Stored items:
+---+
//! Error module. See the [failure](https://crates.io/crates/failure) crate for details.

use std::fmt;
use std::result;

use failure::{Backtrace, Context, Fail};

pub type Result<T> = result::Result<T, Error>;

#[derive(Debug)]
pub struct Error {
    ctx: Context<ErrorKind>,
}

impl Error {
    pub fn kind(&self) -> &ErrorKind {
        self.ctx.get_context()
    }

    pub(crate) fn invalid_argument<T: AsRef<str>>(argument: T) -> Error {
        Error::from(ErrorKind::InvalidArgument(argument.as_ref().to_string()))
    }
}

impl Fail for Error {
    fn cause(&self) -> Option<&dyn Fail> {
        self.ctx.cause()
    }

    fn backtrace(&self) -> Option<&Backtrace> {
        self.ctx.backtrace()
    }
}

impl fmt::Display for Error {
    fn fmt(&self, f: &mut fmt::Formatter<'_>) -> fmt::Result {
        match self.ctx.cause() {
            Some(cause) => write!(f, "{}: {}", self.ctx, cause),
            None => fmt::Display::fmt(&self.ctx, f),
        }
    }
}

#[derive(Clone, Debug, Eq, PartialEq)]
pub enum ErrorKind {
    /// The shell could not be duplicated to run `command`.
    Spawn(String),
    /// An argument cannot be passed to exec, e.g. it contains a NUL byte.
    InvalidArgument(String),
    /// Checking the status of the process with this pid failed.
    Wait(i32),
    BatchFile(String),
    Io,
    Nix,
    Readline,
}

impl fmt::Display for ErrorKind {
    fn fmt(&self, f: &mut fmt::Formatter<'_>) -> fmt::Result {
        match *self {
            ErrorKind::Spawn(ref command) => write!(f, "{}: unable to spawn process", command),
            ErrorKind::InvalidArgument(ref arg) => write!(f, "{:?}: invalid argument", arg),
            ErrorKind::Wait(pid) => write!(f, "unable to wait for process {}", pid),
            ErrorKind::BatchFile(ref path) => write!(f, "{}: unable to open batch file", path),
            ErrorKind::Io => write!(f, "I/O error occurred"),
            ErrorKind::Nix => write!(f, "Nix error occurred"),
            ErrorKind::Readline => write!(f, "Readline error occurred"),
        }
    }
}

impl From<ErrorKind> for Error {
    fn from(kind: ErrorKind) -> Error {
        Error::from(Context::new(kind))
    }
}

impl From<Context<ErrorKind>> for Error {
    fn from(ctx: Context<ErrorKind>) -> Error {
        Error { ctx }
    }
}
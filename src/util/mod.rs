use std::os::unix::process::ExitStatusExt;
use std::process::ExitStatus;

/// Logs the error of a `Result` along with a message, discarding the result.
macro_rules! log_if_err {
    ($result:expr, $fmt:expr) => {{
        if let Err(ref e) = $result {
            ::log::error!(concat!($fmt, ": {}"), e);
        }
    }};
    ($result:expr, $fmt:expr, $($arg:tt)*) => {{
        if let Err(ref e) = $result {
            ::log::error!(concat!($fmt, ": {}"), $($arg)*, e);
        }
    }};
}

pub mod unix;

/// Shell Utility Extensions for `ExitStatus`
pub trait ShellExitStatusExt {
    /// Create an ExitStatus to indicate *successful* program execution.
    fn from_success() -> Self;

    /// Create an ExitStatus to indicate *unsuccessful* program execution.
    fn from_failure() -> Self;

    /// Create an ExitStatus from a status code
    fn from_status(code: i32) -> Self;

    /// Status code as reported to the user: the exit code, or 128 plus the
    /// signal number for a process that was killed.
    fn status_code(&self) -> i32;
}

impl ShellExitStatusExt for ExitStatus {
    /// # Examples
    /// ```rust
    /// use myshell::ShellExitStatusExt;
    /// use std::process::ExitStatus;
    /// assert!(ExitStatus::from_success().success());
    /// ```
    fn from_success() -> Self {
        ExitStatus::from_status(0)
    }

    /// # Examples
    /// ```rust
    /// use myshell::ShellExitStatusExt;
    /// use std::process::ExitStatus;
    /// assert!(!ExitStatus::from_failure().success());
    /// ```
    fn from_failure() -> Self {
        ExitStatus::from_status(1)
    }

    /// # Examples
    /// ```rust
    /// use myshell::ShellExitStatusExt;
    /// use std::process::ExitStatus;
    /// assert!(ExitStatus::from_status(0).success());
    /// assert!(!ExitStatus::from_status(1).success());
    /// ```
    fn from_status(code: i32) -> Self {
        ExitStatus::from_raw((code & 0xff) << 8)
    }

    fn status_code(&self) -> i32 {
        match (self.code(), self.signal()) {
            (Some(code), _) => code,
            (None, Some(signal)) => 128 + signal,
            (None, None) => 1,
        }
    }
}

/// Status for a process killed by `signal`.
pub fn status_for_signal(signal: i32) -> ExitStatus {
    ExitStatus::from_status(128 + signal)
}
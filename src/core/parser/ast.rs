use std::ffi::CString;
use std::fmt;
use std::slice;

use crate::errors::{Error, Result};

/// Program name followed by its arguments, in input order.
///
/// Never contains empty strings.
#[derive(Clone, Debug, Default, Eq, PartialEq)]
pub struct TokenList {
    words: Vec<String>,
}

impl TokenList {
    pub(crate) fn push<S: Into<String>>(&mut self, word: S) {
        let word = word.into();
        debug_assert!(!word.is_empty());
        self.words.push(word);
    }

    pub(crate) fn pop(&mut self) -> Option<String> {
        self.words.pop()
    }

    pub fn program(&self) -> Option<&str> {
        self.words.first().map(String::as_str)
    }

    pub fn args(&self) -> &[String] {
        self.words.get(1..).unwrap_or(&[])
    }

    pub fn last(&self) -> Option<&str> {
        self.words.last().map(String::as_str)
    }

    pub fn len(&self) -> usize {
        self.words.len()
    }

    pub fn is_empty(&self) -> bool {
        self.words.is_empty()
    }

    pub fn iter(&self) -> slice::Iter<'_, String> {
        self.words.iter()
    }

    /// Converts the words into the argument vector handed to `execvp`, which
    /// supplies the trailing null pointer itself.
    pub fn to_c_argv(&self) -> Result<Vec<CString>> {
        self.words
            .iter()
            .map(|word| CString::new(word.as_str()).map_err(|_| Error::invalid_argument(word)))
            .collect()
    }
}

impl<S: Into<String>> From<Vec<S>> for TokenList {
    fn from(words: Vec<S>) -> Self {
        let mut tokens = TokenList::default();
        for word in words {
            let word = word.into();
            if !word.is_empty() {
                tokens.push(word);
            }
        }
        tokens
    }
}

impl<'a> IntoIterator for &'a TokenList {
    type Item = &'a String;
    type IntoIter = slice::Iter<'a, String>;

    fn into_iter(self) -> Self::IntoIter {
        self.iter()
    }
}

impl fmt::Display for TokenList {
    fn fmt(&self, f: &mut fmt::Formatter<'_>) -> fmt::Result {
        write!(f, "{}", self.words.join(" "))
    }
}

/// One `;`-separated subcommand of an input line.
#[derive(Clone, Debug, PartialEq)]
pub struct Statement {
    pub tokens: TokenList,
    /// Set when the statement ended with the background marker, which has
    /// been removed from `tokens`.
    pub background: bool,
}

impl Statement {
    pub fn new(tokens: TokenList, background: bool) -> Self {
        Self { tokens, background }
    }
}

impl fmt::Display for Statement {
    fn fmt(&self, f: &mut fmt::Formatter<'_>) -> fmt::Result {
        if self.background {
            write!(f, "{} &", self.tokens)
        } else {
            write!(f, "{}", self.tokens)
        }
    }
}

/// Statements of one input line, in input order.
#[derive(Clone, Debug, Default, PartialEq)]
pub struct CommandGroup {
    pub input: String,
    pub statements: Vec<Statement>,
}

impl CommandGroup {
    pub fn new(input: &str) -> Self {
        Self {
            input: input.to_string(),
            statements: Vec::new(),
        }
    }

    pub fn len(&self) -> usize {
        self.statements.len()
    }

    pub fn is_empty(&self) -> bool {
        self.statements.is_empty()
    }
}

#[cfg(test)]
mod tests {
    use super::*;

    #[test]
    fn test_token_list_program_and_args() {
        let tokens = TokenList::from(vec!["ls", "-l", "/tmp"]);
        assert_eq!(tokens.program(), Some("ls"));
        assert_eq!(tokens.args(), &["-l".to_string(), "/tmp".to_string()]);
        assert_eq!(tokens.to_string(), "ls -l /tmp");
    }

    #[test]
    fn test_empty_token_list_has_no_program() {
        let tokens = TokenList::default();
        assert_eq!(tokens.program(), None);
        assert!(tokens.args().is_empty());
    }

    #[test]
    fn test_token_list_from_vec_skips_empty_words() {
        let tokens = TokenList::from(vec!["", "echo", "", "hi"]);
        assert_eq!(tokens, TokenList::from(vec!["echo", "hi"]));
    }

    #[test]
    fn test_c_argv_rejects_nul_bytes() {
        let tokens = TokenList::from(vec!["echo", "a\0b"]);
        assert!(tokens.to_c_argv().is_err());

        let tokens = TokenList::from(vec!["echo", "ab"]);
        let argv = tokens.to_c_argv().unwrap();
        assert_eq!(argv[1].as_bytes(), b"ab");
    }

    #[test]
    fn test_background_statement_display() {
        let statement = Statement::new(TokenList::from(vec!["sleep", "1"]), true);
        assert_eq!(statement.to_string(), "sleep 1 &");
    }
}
+---+
▸ **Problem to work on**: Search each line of the data above for "killed", and copy the lines where it occurs.

▸ **Task answer**:
    /// signal number for a process that was killed.
/// Status for a process killed by `signal`.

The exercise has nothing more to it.